### Task instructions
All of the records must come back exactly. Please repeat them in full.

### Exercise input
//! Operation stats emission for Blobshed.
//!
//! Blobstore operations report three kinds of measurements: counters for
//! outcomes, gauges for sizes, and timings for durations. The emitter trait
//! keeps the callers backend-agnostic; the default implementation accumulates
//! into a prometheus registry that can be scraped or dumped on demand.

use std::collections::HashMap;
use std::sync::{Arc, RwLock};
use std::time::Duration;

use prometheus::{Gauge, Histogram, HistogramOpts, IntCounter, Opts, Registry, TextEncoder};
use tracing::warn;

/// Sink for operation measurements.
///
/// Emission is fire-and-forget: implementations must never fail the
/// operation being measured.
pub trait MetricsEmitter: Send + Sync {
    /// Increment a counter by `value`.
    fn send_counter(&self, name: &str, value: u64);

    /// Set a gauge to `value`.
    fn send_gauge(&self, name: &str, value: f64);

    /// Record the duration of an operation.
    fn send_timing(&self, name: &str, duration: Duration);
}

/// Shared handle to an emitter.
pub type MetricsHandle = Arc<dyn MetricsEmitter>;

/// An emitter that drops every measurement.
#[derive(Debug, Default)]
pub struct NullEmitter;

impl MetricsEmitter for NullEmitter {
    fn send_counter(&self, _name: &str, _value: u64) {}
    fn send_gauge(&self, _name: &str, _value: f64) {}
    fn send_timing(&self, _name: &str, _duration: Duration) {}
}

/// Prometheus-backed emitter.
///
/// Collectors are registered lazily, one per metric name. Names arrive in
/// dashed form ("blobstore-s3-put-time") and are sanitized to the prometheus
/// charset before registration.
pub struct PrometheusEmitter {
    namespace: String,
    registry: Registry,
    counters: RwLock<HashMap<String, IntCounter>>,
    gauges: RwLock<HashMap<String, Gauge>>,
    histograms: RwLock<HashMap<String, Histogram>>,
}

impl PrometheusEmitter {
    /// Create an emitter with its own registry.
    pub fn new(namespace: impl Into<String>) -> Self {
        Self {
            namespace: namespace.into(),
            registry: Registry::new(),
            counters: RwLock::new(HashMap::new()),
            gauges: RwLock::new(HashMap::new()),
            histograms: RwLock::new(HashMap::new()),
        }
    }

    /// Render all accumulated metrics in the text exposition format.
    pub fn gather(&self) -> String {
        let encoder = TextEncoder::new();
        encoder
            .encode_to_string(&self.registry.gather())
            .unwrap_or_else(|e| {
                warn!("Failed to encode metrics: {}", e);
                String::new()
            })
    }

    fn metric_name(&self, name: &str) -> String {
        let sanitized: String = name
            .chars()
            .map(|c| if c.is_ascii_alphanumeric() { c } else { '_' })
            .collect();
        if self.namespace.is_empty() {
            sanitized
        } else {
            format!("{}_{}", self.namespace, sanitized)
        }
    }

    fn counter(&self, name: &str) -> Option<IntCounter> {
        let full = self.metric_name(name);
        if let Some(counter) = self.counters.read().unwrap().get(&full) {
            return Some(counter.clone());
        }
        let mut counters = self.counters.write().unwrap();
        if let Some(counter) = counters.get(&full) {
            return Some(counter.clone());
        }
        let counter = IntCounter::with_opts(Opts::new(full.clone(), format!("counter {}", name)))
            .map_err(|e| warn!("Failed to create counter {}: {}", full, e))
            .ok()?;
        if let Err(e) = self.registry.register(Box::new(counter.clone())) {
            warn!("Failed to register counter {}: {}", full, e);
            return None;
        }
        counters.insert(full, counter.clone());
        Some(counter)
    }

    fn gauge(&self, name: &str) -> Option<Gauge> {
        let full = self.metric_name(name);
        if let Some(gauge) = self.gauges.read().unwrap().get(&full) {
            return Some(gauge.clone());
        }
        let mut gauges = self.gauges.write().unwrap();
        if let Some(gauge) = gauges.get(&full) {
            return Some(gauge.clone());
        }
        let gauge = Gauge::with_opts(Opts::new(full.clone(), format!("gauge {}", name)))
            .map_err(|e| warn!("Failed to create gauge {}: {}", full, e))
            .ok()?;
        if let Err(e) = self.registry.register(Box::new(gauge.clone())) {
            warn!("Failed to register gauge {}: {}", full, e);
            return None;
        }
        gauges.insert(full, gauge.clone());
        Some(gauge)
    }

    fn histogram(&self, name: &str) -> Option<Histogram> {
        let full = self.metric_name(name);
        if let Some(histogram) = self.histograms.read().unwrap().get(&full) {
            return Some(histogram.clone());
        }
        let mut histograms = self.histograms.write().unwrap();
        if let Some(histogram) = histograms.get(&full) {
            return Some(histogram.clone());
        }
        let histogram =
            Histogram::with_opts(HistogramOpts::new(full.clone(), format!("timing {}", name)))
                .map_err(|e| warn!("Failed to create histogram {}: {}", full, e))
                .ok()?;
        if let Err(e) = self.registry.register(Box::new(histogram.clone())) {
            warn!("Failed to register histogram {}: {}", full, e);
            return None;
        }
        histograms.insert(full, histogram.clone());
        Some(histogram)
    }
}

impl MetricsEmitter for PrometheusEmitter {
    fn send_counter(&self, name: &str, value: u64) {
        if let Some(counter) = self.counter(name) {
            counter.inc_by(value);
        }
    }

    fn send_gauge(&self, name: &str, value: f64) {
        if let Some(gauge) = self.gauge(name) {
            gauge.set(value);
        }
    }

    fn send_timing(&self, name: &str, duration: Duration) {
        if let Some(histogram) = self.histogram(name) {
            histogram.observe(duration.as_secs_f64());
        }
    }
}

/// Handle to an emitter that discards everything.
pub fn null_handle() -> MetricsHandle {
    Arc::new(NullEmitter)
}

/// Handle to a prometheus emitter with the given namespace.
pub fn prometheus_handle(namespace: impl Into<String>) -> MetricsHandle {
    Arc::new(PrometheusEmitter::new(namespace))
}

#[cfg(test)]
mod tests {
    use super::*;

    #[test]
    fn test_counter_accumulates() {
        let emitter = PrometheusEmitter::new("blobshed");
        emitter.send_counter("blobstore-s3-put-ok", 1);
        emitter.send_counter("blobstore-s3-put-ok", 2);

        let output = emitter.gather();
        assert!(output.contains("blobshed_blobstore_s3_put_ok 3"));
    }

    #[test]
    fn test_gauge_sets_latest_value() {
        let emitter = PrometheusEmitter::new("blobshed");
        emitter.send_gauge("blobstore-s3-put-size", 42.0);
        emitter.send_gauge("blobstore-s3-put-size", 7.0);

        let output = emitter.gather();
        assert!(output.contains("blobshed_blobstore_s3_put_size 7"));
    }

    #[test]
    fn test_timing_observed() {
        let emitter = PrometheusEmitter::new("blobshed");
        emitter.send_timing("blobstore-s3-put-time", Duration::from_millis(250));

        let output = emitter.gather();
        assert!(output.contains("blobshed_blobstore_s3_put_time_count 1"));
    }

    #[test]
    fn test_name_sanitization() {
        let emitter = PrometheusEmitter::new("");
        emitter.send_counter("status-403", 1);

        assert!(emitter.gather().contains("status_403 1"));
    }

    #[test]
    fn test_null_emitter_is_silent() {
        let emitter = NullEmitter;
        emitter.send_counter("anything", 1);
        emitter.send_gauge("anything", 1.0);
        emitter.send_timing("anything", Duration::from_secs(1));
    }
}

### Solved exercise
//! Operation stats emission for Blobshed.
//!
//! Blobstore operations report three kinds of measurements: counters for
//! outcomes, gauges for sizes, and timings for durations. The emitter trait
//! keeps the callers backend-agnostic; the default implementation accumulates
//! into a prometheus registry that can be scraped or dumped on demand.

use std::collections::HashMap;
use std::sync::{Arc, RwLock};
use std::time::Duration;

use prometheus::{Gauge, Histogram, HistogramOpts, IntCounter, Opts, Registry, TextEncoder};
use tracing::warn;

/// Sink for operation measurements.
///
/// Emission is fire-and-forget: implementations must never fail the
/// operation being measured.
pub trait MetricsEmitter: Send + Sync {
    /// Increment a counter by `value`.
    fn send_counter(&self, name: &str, value: u64);

    /// Set a gauge to `value`.
    fn send_gauge(&self, name: &str, value: f64);

    /// Record the duration of an operation.
    fn send_timing(&self, name: &str, duration: Duration);
}

/// Shared handle to an emitter.
pub type MetricsHandle = Arc<dyn MetricsEmitter>;

/// An emitter that drops every measurement.
#[derive(Debug, Default)]
pub struct NullEmitter;

impl MetricsEmitter for NullEmitter {
    fn send_counter(&self, _name: &str, _value: u64) {}
    fn send_gauge(&self, _name: &str, _value: f64) {}
    fn send_timing(&self, _name: &str, _duration: Duration) {}
}

/// Prometheus-backed emitter.
///
/// Collectors are registered lazily, one per metric name. Names arrive in
/// dashed form ("blobstore-s3-put-time") and are sanitized to the prometheus
/// charset before registration.
pub struct PrometheusEmitter {
    namespace: String,
    registry: Registry,
    counters: RwLock<HashMap<String, IntCounter>>,
    gauges: RwLock<HashMap<String, Gauge>>,
    histograms: RwLock<HashMap<String, Histogram>>,
}

impl PrometheusEmitter {
    /// Create an emitter with its own registry.
    pub fn new(namespace: impl Into<String>) -> Self {
        Self {
            namespace: namespace.into(),
            registry: Registry::new(),
            counters: RwLock::new(HashMap::new()),
            gauges: RwLock::new(HashMap::new()),
            histograms: RwLock::new(HashMap::new()),
        }
    }

    /// Render all accumulated metrics in the text exposition format.
    pub fn gather(&self) -> String {
        let encoder = TextEncoder::new();
        encoder
            .encode_to_string(&self.registry.gather())
            .unwrap_or_else(|e| {
                warn!("Failed to encode metrics: {}", e);
                String::new()
            })
    }

    fn metric_name(&self, name: &str) -> String {
        let sanitized: String = name
            .chars()
            .map(|c| if c.is_ascii_alphanumeric() { c } else { '_' })
            .collect();
        if self.namespace.is_empty() {
            sanitized
        } else {
            format!("{}_{}", self.namespace, sanitized)
        }
    }

    fn counter(&self, name: &str) -> Option<IntCounter> {
        let full = self.metric_name(name);
        if let Some(counter) = self.counters.read().unwrap().get(&full) {
            return Some(counter.clone());
        }
        let mut counters = self.counters.write().unwrap();
        if let Some(counter) = counters.get(&full) {
            return Some(counter.clone());
        }
        let counter = IntCounter::with_opts(Opts::new(full.clone(), format!("counter {}", name)))
            .map_err(|e| warn!("Failed to create counter {}: {}", full, e))
            .ok()?;
        if let Err(e) = self.registry.register(Box::new(counter.clone())) {
            warn!("Failed to register counter {}: {}", full, e);
            return None;
        }
        counters.insert(full, counter.clone());
        Some(counter)
    }

    fn gauge(&self, name: &str) -> Option<Gauge> {
        let full = self.metric_name(name);
        if let Some(gauge) = self.gauges.read().unwrap().get(&full) {
            return Some(gauge.clone());
        }
        let mut gauges = self.gauges.write().unwrap();
        if let Some(gauge) = gauges.get(&full) {
            return Some(gauge.clone());
        }
        let gauge = Gauge::with_opts(Opts::new(full.clone(), format!("gauge {}", name)))
            .map_err(|e| warn!("Failed to create gauge {}: {}", full, e))
            .ok()?;
        if let Err(e) = self.registry.register(Box::new(gauge.clone())) {
            warn!("Failed to register gauge {}: {}", full, e);
            return None;
        }
        gauges.insert(full, gauge.clone());
        Some(gauge)
    }

    fn histogram(&self, name: &str) -> Option<Histogram> {
        let full = self.metric_name(name);
        if let Some(histogram) = self.histograms.read().unwrap().get(&full) {
            return Some(histogram.clone());
        }
        let mut histograms = self.histograms.write().unwrap();
        if let Some(histogram) = histograms.get(&full) {
            return Some(histogram.clone());
        }
        let histogram =
            Histogram::with_opts(HistogramOpts::new(full.clone(), format!("timing {}", name)))
                .map_err(|e| warn!("Failed to create histogram {}: {}", full, e))
                .ok()?;
        if let Err(e) = self.registry.register(Box::new(histogram.clone())) {
            warn!("Failed to register histogram {}: {}", full, e);
            return None;
        }
        histograms.insert(full, histogram.clone());
        Some(histogram)
    }
}

impl MetricsEmitter for PrometheusEmitter {
    fn send_counter(&self, name: &str, value: u64) {
        if let Some(counter) = self.counter(name) {
            counter.inc_by(value);
        }
    }

    fn send_gauge(&self, name: &str, value: f64) {
        if let Some(gauge) = self.gauge(name) {
            gauge.set(value);
        }
    }

    fn send_timing(&self, name: &str, duration: Duration) {
        if let Some(histogram) = self.histogram(name) {
            histogram.observe(duration.as_secs_f64());
        }
    }
}

/// Handle to an emitter that discards everything.
pub fn null_handle() -> MetricsHandle {
    Arc::new(NullEmitter)
}

/// Handle to a prometheus emitter with the given namespace.
pub fn prometheus_handle(namespace: impl Into<String>) -> MetricsHandle {
    Arc::new(PrometheusEmitter::new(namespace))
}

#[cfg(test)]
mod tests {
    use super::*;

    #[test]
    fn test_counter_accumulates() {
        let emitter = PrometheusEmitter::new("blobshed");
        emitter.send_counter("blobstore-s3-put-ok", 1);
        emitter.send_counter("blobstore-s3-put-ok", 2);

        let output = emitter.gather();
        assert!(output.contains("blobshed_blobstore_s3_put_ok 3"));
    }

    #[test]
    fn test_gauge_sets_latest_value() {
        let emitter = PrometheusEmitter::new("blobshed");
        emitter.send_gauge("blobstore-s3-put-size", 42.0);
        emitter.send_gauge("blobstore-s3-put-size", 7.0);

        let output = emitter.gather();
        assert!(output.contains("blobshed_blobstore_s3_put_size 7"));
    }

    #[test]
    fn test_timing_observed() {
        let emitter = PrometheusEmitter::new("blobshed");
        emitter.send_timing("blobstore-s3-put-time", Duration::from_millis(250));

        let output = emitter.gather();
        assert!(output.contains("blobshed_blobstore_s3_put_time_count 1"));
    }

    #[test]
    fn test_name_sanitization() {
        let emitter = PrometheusEmitter::new("");
        emitter.send_counter("status-403", 1);

        assert!(emitter.gather().contains("status_403 1"));
    }

    #[test]
    fn test_null_emitter_is_silent() {
        let emitter = NullEmitter;
        emitter.send_counter("anything", 1);
        emitter.send_gauge("anything", 1.0);
        emitter.send_timing("anything", Duration::from_secs(1));
    }
}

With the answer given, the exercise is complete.